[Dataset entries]
+ + + + +

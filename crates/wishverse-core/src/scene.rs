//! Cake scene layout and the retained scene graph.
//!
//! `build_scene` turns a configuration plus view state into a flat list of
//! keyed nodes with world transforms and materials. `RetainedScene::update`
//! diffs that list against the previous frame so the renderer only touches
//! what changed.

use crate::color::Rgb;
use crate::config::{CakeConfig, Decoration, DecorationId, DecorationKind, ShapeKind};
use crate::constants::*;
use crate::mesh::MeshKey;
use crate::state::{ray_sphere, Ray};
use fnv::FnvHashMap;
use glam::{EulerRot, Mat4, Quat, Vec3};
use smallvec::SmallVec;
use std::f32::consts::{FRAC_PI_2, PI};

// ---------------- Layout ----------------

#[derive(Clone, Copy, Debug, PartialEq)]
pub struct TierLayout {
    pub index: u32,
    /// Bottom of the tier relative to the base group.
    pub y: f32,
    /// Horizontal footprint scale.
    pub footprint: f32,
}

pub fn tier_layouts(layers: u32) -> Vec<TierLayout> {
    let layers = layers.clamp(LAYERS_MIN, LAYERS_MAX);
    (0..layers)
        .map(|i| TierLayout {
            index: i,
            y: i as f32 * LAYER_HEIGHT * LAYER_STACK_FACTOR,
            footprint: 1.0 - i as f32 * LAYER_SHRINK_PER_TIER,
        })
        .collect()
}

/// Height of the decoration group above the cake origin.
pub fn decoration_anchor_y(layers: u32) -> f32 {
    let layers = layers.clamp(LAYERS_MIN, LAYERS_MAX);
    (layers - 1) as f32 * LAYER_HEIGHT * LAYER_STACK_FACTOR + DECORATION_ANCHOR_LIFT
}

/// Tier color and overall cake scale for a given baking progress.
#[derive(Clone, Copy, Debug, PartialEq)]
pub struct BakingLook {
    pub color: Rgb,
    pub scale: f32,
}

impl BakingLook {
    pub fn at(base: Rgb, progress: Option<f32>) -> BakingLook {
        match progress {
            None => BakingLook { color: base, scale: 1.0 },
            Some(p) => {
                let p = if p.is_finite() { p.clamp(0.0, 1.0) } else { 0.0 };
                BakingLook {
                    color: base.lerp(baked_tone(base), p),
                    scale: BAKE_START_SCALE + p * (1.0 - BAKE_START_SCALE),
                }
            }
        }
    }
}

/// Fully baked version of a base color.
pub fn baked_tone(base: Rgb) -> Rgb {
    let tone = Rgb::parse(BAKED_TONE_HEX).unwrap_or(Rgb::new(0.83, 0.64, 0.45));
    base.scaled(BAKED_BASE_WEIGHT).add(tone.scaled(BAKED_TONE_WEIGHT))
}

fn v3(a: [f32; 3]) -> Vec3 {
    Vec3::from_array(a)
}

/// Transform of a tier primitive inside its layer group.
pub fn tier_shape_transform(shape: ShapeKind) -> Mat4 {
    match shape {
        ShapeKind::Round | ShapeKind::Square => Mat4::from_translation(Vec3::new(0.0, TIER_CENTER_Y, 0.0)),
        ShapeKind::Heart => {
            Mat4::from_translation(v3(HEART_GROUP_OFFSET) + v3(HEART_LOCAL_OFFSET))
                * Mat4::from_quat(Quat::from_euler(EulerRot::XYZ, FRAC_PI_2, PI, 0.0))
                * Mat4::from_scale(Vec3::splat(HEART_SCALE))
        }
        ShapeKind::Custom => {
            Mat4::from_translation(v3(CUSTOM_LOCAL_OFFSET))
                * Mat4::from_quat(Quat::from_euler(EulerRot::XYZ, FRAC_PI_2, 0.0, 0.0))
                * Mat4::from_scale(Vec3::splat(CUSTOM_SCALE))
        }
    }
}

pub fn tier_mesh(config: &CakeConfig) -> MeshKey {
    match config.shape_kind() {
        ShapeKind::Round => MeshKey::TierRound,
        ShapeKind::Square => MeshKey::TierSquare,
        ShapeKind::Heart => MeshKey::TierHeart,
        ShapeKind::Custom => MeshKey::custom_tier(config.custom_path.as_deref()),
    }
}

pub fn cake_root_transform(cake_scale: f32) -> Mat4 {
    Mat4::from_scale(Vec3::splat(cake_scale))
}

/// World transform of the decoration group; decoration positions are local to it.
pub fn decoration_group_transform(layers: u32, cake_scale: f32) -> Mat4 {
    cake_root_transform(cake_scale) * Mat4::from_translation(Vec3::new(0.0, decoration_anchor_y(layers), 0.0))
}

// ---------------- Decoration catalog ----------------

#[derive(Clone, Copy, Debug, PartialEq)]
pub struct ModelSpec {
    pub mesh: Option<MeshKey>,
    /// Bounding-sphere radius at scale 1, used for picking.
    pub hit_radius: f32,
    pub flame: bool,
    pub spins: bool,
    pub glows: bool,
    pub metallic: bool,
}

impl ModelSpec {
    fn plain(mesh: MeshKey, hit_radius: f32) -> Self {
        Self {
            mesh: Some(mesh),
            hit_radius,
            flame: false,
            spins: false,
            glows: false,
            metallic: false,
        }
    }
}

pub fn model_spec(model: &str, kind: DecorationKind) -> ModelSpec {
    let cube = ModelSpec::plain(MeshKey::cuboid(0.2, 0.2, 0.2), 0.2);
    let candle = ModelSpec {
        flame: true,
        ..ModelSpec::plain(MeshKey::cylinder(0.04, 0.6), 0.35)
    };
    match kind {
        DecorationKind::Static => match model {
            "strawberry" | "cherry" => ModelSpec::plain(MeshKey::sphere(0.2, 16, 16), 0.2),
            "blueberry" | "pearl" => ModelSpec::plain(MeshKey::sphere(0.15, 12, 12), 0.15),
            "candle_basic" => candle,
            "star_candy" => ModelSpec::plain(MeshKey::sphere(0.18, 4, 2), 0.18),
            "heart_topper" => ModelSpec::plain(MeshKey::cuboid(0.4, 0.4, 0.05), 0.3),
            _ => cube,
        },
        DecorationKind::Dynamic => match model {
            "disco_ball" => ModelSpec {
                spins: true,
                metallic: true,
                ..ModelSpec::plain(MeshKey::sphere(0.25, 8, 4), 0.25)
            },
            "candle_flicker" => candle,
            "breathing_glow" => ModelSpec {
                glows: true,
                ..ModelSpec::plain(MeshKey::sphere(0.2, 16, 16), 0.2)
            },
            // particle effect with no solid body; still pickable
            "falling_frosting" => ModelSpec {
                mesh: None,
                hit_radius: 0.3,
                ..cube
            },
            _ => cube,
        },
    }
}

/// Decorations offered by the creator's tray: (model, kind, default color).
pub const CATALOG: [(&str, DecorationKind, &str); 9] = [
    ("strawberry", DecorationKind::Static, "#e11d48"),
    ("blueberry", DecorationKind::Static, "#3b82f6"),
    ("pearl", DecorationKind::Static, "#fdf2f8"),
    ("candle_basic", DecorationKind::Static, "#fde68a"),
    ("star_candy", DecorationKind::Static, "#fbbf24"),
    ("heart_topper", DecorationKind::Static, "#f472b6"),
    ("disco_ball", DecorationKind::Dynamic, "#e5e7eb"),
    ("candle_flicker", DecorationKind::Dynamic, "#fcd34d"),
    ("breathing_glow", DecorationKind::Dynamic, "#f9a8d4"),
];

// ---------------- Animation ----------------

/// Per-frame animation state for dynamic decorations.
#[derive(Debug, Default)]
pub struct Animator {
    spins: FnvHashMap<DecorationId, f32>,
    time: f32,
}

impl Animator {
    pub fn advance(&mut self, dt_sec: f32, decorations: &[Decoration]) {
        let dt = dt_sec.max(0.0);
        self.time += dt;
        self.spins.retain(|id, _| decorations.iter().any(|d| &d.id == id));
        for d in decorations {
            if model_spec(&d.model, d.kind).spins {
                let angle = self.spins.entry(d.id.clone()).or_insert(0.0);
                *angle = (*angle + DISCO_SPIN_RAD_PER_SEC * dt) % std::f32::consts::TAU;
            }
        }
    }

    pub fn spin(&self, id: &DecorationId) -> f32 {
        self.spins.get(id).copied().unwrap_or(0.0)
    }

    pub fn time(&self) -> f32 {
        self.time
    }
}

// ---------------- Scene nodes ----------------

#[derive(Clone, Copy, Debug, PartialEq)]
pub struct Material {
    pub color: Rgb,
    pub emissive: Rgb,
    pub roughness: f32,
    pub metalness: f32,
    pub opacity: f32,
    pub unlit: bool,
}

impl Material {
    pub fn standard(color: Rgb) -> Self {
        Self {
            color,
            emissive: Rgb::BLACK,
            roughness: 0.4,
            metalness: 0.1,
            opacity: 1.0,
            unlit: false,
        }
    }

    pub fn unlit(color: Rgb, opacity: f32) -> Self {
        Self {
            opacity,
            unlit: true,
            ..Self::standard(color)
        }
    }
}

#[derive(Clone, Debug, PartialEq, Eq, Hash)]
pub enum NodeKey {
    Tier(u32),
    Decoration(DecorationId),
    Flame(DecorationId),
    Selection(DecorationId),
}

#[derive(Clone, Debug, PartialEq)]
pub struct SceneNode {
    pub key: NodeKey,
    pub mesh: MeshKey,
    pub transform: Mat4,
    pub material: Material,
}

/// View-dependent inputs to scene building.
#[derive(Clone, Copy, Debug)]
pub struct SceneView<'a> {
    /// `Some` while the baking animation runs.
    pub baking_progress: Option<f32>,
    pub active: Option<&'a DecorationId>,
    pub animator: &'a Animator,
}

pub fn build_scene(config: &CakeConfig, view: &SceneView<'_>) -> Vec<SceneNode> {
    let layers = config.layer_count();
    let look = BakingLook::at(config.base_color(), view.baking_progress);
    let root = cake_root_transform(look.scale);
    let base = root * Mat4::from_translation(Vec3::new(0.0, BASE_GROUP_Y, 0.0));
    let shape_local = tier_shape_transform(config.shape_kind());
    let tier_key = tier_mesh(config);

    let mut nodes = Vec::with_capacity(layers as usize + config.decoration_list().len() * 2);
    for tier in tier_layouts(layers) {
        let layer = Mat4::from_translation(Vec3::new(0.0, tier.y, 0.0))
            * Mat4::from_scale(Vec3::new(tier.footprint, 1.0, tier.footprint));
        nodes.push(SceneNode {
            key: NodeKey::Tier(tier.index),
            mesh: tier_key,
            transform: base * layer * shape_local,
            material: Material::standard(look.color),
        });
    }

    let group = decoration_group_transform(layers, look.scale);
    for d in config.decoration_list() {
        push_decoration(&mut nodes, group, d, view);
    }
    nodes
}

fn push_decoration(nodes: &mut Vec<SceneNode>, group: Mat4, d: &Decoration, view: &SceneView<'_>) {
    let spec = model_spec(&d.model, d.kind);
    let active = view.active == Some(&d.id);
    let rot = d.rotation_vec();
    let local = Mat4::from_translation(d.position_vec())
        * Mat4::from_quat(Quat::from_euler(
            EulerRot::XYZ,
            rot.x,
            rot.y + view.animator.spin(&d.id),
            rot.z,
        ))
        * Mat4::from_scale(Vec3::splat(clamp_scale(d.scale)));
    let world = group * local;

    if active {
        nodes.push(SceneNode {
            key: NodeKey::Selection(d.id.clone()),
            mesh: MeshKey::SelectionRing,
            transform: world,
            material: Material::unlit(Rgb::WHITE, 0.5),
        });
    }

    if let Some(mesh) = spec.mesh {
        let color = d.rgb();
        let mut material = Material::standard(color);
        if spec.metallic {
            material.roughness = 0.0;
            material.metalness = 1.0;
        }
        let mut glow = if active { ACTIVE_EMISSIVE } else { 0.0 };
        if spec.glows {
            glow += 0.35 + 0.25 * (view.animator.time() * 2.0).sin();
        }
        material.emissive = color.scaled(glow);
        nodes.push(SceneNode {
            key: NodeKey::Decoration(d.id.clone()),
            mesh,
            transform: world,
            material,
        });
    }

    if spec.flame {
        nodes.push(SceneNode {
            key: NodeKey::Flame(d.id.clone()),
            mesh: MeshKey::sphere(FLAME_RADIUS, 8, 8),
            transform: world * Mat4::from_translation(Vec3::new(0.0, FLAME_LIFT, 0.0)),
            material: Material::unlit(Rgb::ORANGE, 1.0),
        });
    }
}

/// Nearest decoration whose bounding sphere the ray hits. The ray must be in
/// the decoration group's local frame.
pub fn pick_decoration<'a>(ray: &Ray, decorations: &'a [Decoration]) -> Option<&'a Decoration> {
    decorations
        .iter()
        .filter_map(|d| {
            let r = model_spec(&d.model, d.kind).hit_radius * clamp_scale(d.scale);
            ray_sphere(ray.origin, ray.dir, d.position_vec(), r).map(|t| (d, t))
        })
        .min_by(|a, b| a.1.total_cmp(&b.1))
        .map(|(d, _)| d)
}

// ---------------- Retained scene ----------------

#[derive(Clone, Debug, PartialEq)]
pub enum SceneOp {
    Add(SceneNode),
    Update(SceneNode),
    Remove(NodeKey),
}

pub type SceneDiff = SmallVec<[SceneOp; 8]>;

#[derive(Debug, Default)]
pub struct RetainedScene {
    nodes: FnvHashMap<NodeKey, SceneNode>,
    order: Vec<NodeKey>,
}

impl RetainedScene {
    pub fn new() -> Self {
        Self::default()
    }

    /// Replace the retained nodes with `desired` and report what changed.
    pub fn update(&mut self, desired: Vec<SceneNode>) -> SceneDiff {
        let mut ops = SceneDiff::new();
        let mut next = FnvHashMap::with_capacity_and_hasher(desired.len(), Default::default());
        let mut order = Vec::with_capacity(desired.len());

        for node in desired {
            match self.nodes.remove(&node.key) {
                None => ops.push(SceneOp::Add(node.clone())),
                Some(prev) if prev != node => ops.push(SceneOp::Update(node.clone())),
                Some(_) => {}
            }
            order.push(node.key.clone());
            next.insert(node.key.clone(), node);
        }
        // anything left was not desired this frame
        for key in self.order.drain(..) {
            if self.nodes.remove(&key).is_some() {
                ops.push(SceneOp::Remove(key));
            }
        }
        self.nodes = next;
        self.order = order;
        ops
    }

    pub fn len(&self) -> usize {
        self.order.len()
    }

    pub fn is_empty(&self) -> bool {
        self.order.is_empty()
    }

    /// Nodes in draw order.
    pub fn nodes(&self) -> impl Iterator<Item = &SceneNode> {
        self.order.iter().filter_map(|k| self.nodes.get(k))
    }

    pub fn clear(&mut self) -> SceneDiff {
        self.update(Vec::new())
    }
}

+ + + + +

Task brief
Your task is to copy every line of the entries that contains the string "blueberry".

Written solution
            "blueberry" | "pearl" => ModelSpec::plain(MeshKey::sphere(0.15, 12, 12), 0.15),
    ("blueberry", DecorationKind::Static, "#3b82f6"),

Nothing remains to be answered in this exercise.